### Records supplied
Segment Open
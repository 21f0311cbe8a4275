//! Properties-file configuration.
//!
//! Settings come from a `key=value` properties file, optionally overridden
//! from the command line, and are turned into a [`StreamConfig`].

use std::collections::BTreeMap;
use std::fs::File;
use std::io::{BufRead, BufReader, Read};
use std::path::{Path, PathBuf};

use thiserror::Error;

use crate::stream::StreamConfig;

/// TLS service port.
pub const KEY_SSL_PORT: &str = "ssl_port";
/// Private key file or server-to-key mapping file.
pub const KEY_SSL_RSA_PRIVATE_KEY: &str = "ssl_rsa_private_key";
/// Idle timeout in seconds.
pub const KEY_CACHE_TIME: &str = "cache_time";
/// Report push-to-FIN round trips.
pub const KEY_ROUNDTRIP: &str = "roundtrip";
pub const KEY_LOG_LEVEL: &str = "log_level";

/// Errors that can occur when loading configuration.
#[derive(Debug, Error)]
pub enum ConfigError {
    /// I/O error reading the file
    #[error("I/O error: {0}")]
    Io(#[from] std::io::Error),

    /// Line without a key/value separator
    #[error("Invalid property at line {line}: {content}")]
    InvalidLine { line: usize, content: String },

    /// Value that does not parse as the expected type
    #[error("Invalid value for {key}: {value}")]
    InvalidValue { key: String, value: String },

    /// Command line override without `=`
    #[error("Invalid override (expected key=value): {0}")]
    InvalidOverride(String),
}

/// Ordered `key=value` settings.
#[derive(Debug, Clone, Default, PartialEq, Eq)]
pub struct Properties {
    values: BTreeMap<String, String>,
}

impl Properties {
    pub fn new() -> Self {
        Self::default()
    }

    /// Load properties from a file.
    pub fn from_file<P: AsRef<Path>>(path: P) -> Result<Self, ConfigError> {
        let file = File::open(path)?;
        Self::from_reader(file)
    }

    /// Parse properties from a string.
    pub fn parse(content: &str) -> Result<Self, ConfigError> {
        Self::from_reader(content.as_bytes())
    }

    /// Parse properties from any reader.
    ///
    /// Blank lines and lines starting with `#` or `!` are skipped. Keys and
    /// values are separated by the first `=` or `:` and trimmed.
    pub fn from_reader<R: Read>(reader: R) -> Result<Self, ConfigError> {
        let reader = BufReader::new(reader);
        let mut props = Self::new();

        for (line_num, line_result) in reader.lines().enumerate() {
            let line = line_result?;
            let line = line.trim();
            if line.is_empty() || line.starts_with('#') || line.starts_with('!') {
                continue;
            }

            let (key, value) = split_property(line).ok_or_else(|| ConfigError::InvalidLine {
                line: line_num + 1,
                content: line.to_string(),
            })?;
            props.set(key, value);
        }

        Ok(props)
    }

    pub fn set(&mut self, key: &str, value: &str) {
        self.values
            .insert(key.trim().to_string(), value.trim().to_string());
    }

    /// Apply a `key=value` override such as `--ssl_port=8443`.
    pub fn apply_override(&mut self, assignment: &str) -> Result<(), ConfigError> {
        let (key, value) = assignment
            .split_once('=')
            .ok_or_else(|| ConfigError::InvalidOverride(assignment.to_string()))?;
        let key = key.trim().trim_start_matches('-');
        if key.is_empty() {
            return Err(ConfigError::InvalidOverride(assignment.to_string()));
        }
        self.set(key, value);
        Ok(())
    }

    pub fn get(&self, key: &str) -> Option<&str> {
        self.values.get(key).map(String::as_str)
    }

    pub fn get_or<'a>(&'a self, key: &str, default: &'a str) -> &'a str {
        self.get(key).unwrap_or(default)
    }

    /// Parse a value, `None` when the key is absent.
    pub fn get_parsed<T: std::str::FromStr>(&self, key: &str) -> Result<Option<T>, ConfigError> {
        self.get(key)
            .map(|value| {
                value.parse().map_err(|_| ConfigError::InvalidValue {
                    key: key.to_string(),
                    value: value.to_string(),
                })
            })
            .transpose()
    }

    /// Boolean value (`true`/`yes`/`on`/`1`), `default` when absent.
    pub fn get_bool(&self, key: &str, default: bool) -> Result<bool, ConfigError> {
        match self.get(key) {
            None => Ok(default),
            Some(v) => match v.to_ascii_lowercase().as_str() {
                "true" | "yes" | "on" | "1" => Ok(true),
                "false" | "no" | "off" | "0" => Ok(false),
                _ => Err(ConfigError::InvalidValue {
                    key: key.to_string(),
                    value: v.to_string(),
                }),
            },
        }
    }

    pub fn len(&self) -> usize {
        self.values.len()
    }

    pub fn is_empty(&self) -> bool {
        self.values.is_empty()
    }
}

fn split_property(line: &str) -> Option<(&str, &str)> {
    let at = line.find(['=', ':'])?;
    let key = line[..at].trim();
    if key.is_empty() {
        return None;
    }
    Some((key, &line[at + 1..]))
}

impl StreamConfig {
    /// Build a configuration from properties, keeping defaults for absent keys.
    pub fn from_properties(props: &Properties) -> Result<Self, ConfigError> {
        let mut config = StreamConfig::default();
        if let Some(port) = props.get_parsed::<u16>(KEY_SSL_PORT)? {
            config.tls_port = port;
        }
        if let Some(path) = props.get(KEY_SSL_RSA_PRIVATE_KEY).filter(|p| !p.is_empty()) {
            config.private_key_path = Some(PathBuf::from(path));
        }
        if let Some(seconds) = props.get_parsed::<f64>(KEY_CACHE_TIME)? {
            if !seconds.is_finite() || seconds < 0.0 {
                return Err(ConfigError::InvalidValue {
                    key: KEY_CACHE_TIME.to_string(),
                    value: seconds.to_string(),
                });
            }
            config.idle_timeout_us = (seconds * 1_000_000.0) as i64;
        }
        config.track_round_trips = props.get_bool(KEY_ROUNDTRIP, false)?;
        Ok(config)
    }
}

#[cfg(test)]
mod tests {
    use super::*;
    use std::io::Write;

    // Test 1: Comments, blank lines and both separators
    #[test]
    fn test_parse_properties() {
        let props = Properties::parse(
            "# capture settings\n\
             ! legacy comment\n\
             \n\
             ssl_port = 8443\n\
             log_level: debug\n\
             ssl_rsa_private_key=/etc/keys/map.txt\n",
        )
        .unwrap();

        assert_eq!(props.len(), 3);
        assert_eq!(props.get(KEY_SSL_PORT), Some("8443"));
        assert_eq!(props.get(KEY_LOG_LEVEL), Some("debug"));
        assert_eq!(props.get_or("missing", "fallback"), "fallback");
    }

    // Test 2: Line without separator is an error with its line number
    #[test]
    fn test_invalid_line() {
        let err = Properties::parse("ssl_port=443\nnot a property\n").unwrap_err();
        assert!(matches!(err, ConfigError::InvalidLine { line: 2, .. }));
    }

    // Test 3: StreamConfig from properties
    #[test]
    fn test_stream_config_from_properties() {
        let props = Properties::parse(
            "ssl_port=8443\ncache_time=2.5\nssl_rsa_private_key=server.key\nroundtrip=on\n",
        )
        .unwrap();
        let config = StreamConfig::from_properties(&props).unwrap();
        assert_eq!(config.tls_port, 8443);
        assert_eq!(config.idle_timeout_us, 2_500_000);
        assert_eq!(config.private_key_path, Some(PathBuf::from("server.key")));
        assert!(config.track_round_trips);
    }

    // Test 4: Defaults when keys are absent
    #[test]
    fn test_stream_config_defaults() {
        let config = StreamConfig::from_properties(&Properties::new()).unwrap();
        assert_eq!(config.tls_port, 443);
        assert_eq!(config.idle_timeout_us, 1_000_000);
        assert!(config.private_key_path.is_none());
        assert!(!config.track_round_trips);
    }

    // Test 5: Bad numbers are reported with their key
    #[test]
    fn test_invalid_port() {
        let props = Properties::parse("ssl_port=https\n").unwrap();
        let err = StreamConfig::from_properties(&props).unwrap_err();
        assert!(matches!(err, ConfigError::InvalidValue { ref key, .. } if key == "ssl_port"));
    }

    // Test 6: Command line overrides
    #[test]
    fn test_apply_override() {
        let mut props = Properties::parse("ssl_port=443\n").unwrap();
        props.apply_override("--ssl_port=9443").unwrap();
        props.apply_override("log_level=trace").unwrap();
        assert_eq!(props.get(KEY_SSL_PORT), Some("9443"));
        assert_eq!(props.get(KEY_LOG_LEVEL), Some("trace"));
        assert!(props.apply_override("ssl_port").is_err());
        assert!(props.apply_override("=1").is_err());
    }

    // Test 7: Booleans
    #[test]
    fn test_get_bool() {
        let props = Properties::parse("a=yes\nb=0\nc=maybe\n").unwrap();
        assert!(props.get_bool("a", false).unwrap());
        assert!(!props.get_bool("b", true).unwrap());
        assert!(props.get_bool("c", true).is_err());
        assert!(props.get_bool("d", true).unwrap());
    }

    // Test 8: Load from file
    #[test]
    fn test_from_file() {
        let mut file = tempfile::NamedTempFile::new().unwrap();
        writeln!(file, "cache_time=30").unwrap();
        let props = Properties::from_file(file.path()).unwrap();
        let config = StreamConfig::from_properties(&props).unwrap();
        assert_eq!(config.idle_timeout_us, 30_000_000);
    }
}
Segment Closed
### Brief
Everything from the first line of the data through the line holding "pub const KEY_SSL_PORT: &str" should be output exactly, and no other lines.

### Result
repository 21f0311cbe8a4275
//! Properties-file configuration.
//!
//! Settings come from a `key=value` properties file, optionally overridden
//! from the command line, and are turned into a [`StreamConfig`].

use std::collections::BTreeMap;
use std::fs::File;
use std::io::{BufRead, BufReader, Read};
use std::path::{Path, PathBuf};

use thiserror::Error;

use crate::stream::StreamConfig;

/// TLS service port.
pub const KEY_SSL_PORT: &str = "ssl_port";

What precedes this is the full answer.